Another book that flashed me back to my younger days is Strip by Hannah Sward. Though a very different sort of memoir, it also took me along for a gripping and sometimes harrowing ride. The author bares her soul about baring her body, and about her addiction to meth, and even the seemingly easy appeal of prostitution.
Long before I first set foot on Watchfire for that first voyage, I was an aspiring actress in Los Angeles and New York. And though I never worked at a strip club or did any sex work, I was always surrounded by, and well aware of, girls who did both. There were times when I thought “why not?” when asked to take off my top or all my clothes for an audition. I once did an audition topless, and I walked across a rehearsal room naked at an audition for Equus at the Old Globe, but I luckily didn’t get cast in either the film or the play, so I never had to decide whether to do that on film or onstage.
I did get cast in a film called “Slammer Girls” a low-budget women’s prison film which came out in the late 1980s and is out on DVD and available to stream somewhere. The lead character is briefly topless in it, and much of the film is in bad taste, but we extras were never unclothed so doing a bad soft core movie seemed worthwhile at the time. In fact I probably would have done the lead if it had been offered. Part of that is due to timing—in the 1980s, an actress being topless onscreen was quite ordinary—and it is also because I desperately wanted to get cast and work.
What I’m saying is that this story could have been me, and the fact that it wasn’t is probably mostly luck, but due to my mom’s bottomless belief in my talent. I didn’t want to disappoint her (or myself) and so I kept aiming high. Hannah Sward was basically motherless, and that made all the difference, in my opinion. Though of course it helped that I was never interested in meth or coke—I’m not saying I never did the drugs, simply that neither of them ever appealed to me enough to become a habit—I never needed uppers for energy, as that was always in ready supply, and I hated feeling jittery and not being able to sleep. And I’d seen in my own family what too much drink could do to a life, so I think I was hard-wired against addiction.
Beyond all of its author’s timely insights into our society’s weird obsession with sex, what Strip has going for it is brilliant writing—Sward is funny, insightful, and brave. She never shies away from looking deeper, but her evocative description told in lyrical prose brings her everyday world to life on the page from beginning to end. And the end is definitely uplifting and positive, in case you all wondered.

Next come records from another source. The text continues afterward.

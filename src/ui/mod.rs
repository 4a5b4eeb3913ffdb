//! Report output.
//!
//! This module provides:
//! - [`UserInterface`] trait for output abstraction
//! - [`TerminalUI`] writing the report to stdout
//! - [`MockUI`] capturing output for tests
//! - Theme, status icons, spinners and remediation text
//!
//! # Example
//!
//! ```
//! use recom_verify::ui::{MockUI, UserInterface};
//!
//! let mut ui = MockUI::new();
//! ui.show_section("Checking git setup");
//! ui.success("Git repository initialized");
//! assert!(ui.has_success("initialized"));
//! ```

pub mod hints;
pub mod icons;
pub mod mock;
pub mod output;
pub mod spinner;
pub mod terminal;
pub mod theme;

pub use icons::StatusKind;
pub use mock::{MockSpinner, MockUI};
pub use output::OutputMode;
pub use spinner::ProgressSpinner;
pub use terminal::{create_ui, TerminalUI};
pub use theme::{should_use_colors, VerifyTheme, REPORT_WIDTH};

/// Trait for report output.
///
/// Checks write through this trait so tests can capture their output.
pub trait UserInterface {
    /// Get the current output mode.
    fn output_mode(&self) -> OutputMode;

    /// Display a plain line, in every mode.
    fn message(&mut self, msg: &str);

    /// Display a plain informational line, hidden in quiet mode.
    fn detail(&mut self, msg: &str);

    /// Display a per-item success line, hidden in quiet mode.
    fn success(&mut self, msg: &str);

    /// Display a warning.
    fn warning(&mut self, msg: &str);

    /// Display an error.
    fn error(&mut self, msg: &str);

    /// Display a status line that is shown in every mode.
    fn status(&mut self, kind: StatusKind, msg: &str);

    /// Show the boxed banner.
    fn show_banner(&mut self, title: &str);

    /// Show a section heading.
    fn show_section(&mut self, title: &str);

    /// Show a remediation hint.
    fn show_hint(&mut self, hint: &str);

    /// Start a transient spinner for a blocking operation.
    fn start_spinner(&mut self, message: &str) -> Box<dyn SpinnerHandle>;
}

/// Handle for controlling a spinner.
pub trait SpinnerHandle {
    /// Stop and erase the spinner.
    fn finish_and_clear(&mut self);
}
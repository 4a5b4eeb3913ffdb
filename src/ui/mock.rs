//! Mock UI implementation for testing.
//!
//! `MockUI` implements the `UserInterface` trait and captures all
//! output for later assertion.
//!
//! # Example
//!
//! ```
//! use recom_verify::ui::{MockUI, StatusKind, UserInterface};
//!
//! let mut ui = MockUI::new();
//! ui.message("Starting");
//! ui.status(StatusKind::Success, "All checks passed!");
//!
//! assert!(ui.messages().contains(&"Starting".to_string()));
//! assert!(ui.has_status(StatusKind::Success, "All checks passed"));
//! ```

use super::{OutputMode, SpinnerHandle, StatusKind, UserInterface};

/// Mock UI implementation for testing.
///
/// Captures every call regardless of output mode, so assertions do not
/// depend on verbosity filtering. `output_mode()` still reports the
/// configured mode so code under test can branch on it.
#[derive(Debug, Default)]
pub struct MockUI {
    mode: OutputMode,
    messages: Vec<String>,
    details: Vec<String>,
    successes: Vec<String>,
    warnings: Vec<String>,
    errors: Vec<String>,
    statuses: Vec<(StatusKind, String)>,
    banners: Vec<String>,
    sections: Vec<String>,
    hints: Vec<String>,
    spinners: Vec<String>,
}

impl MockUI {
    /// Create a new MockUI with Normal output mode.
    pub fn new() -> Self {
        Self::default()
    }

    /// Create a new MockUI with a specific output mode.
    pub fn with_mode(mode: OutputMode) -> Self {
        Self {
            mode,
            ..Default::default()
        }
    }

    /// Get all captured plain messages.
    pub fn messages(&self) -> &[String] {
        &self.messages
    }

    /// Get all captured detail lines.
    pub fn details(&self) -> &[String] {
        &self.details
    }

    /// Get all captured success messages.
    pub fn successes(&self) -> &[String] {
        &self.successes
    }

    /// Get all captured warning messages.
    pub fn warnings(&self) -> &[String] {
        &self.warnings
    }

    /// Get all captured error messages.
    pub fn errors(&self) -> &[String] {
        &self.errors
    }

    /// Get all captured status lines.
    pub fn statuses(&self) -> &[(StatusKind, String)] {
        &self.statuses
    }

    /// Get all captured banners.
    pub fn banners(&self) -> &[String] {
        &self.banners
    }

    /// Get all captured section titles.
    pub fn sections(&self) -> &[String] {
        &self.sections
    }

    /// Get all captured hints.
    pub fn hints(&self) -> &[String] {
        &self.hints
    }

    /// Get all spinner messages that were started.
    pub fn spinners(&self) -> &[String] {
        &self.spinners
    }

    /// Check if a specific message was shown.
    pub fn has_message(&self, msg: &str) -> bool {
        self.messages.iter().any(|m| m.contains(msg))
    }

    /// Check if a specific detail line was shown.
    pub fn has_detail(&self, msg: &str) -> bool {
        self.details.iter().any(|m| m.contains(msg))
    }

    /// Check if a specific success was shown.
    pub fn has_success(&self, msg: &str) -> bool {
        self.successes.iter().any(|m| m.contains(msg))
    }

    /// Check if a specific warning was shown.
    pub fn has_warning(&self, msg: &str) -> bool {
        self.warnings.iter().any(|m| m.contains(msg))
    }

    /// Check if a specific error was shown.
    pub fn has_error(&self, msg: &str) -> bool {
        self.errors.iter().any(|m| m.contains(msg))
    }

    /// Check if a status line of `kind` containing `msg` was shown.
    pub fn has_status(&self, kind: StatusKind, msg: &str) -> bool {
        self.statuses
            .iter()
            .any(|(k, m)| *k == kind && m.contains(msg))
    }

    /// Check if a specific hint was shown.
    pub fn has_hint(&self, msg: &str) -> bool {
        self.hints.iter().any(|m| m.contains(msg))
    }

    /// Check if a section with this title was shown.
    pub fn has_section(&self, title: &str) -> bool {
        self.sections.iter().any(|s| s == title)
    }
}

impl UserInterface for MockUI {
    fn output_mode(&self) -> OutputMode {
        self.mode
    }

    fn message(&mut self, msg: &str) {
        self.messages.push(msg.to_string());
    }

    fn detail(&mut self, msg: &str) {
        self.details.push(msg.to_string());
    }

    fn success(&mut self, msg: &str) {
        self.successes.push(msg.to_string());
    }

    fn warning(&mut self, msg: &str) {
        self.warnings.push(msg.to_string());
    }

    fn error(&mut self, msg: &str) {
        self.errors.push(msg.to_string());
    }

    fn status(&mut self, kind: StatusKind, msg: &str) {
        self.statuses.push((kind, msg.to_string()));
    }

    fn show_banner(&mut self, title: &str) {
        self.banners.push(title.to_string());
    }

    fn show_section(&mut self, title: &str) {
        self.sections.push(title.to_string());
    }

    fn show_hint(&mut self, hint: &str) {
        self.hints.push(hint.to_string());
    }

    fn start_spinner(&mut self, message: &str) -> Box<dyn SpinnerHandle> {
        self.spinners.push(message.to_string());
        Box::new(MockSpinner::new())
    }
}

/// Mock spinner for testing.
#[derive(Debug, Default)]
pub struct MockSpinner {
    finished: bool,
}

impl MockSpinner {
    /// Create a new mock spinner.
    pub fn new() -> Self {
        Self::default()
    }

    /// Whether the spinner was finished.
    pub fn is_finished(&self) -> bool {
        self.finished
    }
}

impl SpinnerHandle for MockSpinner {
    fn finish_and_clear(&mut self) {
        self.finished = true;
    }
}
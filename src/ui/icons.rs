//! Status icons shared by every check and the summary.

use super::theme::VerifyTheme;

/// Outcome kinds shown next to report lines.
#[derive(Debug, Clone, Copy, PartialEq, Eq, Hash)]
pub enum StatusKind {
    /// Check or item passed.
    Success,
    /// Check or item failed.
    Failed,
    /// Informational problem that does not fail the run.
    Warning,
}

impl StatusKind {
    /// Pick `Success` or `Failed` from a check outcome.
    pub fn from_passed(passed: bool) -> Self {
        if passed {
            Self::Success
        } else {
            Self::Failed
        }
    }

    /// Unicode icon.
    pub fn icon(self) -> &'static str {
        match self {
            Self::Success => "✓",
            Self::Failed => "✗",
            Self::Warning => "⚠",
        }
    }

    /// Format a status line with the theme's style for this kind.
    pub fn format(self, theme: &VerifyTheme, msg: &str) -> String {
        match self {
            Self::Success => theme.format_success(msg),
            Self::Failed => theme.format_error(msg),
            Self::Warning => theme.format_warning(msg),
        }
    }
}
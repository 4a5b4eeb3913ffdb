//! Configuration loading.
//!
//! Projects may commit `.recom/verify.yml` to adjust what is verified.
//! Every field is optional; missing fields fall back to the built-in
//! ReCom defaults.
//!
//! ```yaml
//! project_name: ReCom
//! output: normal            # verbose | normal | quiet
//! python:
//!   interpreter: /opt/python3.12/bin/python3
//!   minimum_version: "3.9"
//! dependencies:
//!   - name: numpy
//!   - name: ipython
//!     import: IPython
//! directories: [data, data/raw, notebooks]
//! git:
//!   program: git
//!   config_keys: [user.name, user.email]
//! ```

pub mod loader;
pub mod schema;

pub use loader::{
    default_config_path, load_config, load_config_file, validate, CONFIG_DIR, CONFIG_FILE,
};
pub use schema::{DependencySpec, GitSettings, PythonSettings, VerifyConfig};
//! Output verbosity.

use serde::{Deserialize, Serialize};

/// Output verbosity mode.
#[derive(Debug, Clone, Copy, PartialEq, Eq, Default, Serialize, Deserialize)]
#[serde(rename_all = "lowercase")]
pub enum OutputMode {
    /// Everything, including interpreter paths and import failure reasons.
    Verbose,
    /// Banner, sections and one line per checked item.
    #[default]
    Normal,
    /// Only problems, the summary and hints.
    ///
    /// Problems are every warning and error line, including soft ones such
    /// as a missing layout directory that does not fail its check.
    Quiet,
}

impl OutputMode {
    /// Check if this mode shows diagnostic detail (paths, failure reasons).
    pub fn is_verbose(&self) -> bool {
        matches!(self, Self::Verbose)
    }

    /// Check if this mode shows per-item lines, banners and sections.
    pub fn shows_details(&self) -> bool {
        matches!(self, Self::Verbose | Self::Normal)
    }

    /// Check if this mode shows progress spinners.
    pub fn shows_spinners(&self) -> bool {
        matches!(self, Self::Verbose | Self::Normal)
    }

    /// Pick a mode from the `--verbose` / `--quiet` flags, falling back to
    /// `configured` when neither is set. `--quiet` wins over `--verbose`.
    pub fn from_flags(verbose: bool, quiet: bool, configured: OutputMode) -> Self {
        if quiet {
            Self::Quiet
        } else if verbose {
            Self::Verbose
        } else {
            configured
        }
    }
}
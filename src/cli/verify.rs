//! Verify command implementation.
//!
//! Builds the four checks from configuration and runs them in order.

use std::path::{Path, PathBuf};

use crate::checks::{DependencyCheck, DirectoryCheck, GitCheck, GitCli, PythonVersionCheck};
use crate::config::{load_config, VerifyConfig};
use crate::error::Result;
use crate::python::discover_runtime;
use crate::runner::{VerificationReport, Verifier};
use crate::ui::UserInterface;

use super::args::Cli;

/// The verify command implementation.
pub struct VerifyCommand {
    project_root: PathBuf,
    config: VerifyConfig,
    python: Option<PathBuf>,
}

impl VerifyCommand {
    /// Create a command for an already loaded configuration.
    pub fn new(project_root: &Path, config: VerifyConfig) -> Self {
        Self {
            project_root: project_root.to_path_buf(),
            config,
            python: None,
        }
    }

    /// Load configuration for `project_root` as selected by the CLI flags.
    pub fn from_cli(project_root: &Path, cli: &Cli) -> Result<Self> {
        let config = load_config(project_root, cli.config.as_deref())?;
        Ok(Self::new(project_root, config).with_python(cli.python.clone()))
    }

    /// Override the configured interpreter.
    pub fn with_python(mut self, python: Option<PathBuf>) -> Self {
        self.python = python;
        self
    }

    /// Get the project root path.
    pub fn project_root(&self) -> &Path {
        &self.project_root
    }

    /// Get the loaded configuration.
    pub fn config(&self) -> &VerifyConfig {
        &self.config
    }

    /// The interpreter override in effect: flag, then config.
    pub fn interpreter(&self) -> Option<&Path> {
        self.python
            .as_deref()
            .or(self.config.python.interpreter.as_deref())
    }

    /// Run every check and print the report.
    ///
    /// Check failures are reported, never returned as errors; the caller
    /// maps [`VerificationReport::exit_code`] to the process status.
    pub fn execute(&self, ui: &mut dyn UserInterface) -> VerificationReport {
        let config = &self.config;

        if ui.output_mode().is_verbose() {
            ui.detail(&format!("Project root: {}", self.project_root.display()));
        }

        let runtime = discover_runtime(self.interpreter());
        let git = GitCli::new(&config.git.program, &self.project_root);

        let verifier = Verifier::new(&config.project_name, config.directories.clone())
            .with_check(PythonVersionCheck::new(
                runtime.as_ref(),
                config.python.minimum_version,
            ))
            .with_check(DependencyCheck::new(runtime.as_ref(), &config.dependencies))
            .with_check(DirectoryCheck::new(&self.project_root, &config.directories))
            .with_check(GitCheck::new(
                &self.project_root,
                &git,
                &config.git.config_keys,
            ));

        let report = verifier.run(ui);
        if !report.all_passed() {
            tracing::debug!("Failed checks: {}", report.failed().join(", "));
        }
        report
    }
}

Speaking of uplifting and positive, I was recently interviewed by writer and poet Adam Greenfield of the San Diego-based Written Scene podcast and we had such a good time talking about writing and editing and story structure and a whole lot more. Check my episode out here.
Hasta pronto!
How I love reading about some of your life-as-an-actor exploits. Thanks for the reviews. And the podcast with Adam Greenfield. I'm in the middle of listening now.
Hi Jenny Redbug - your past has elements I did not know! Thanks for sharing.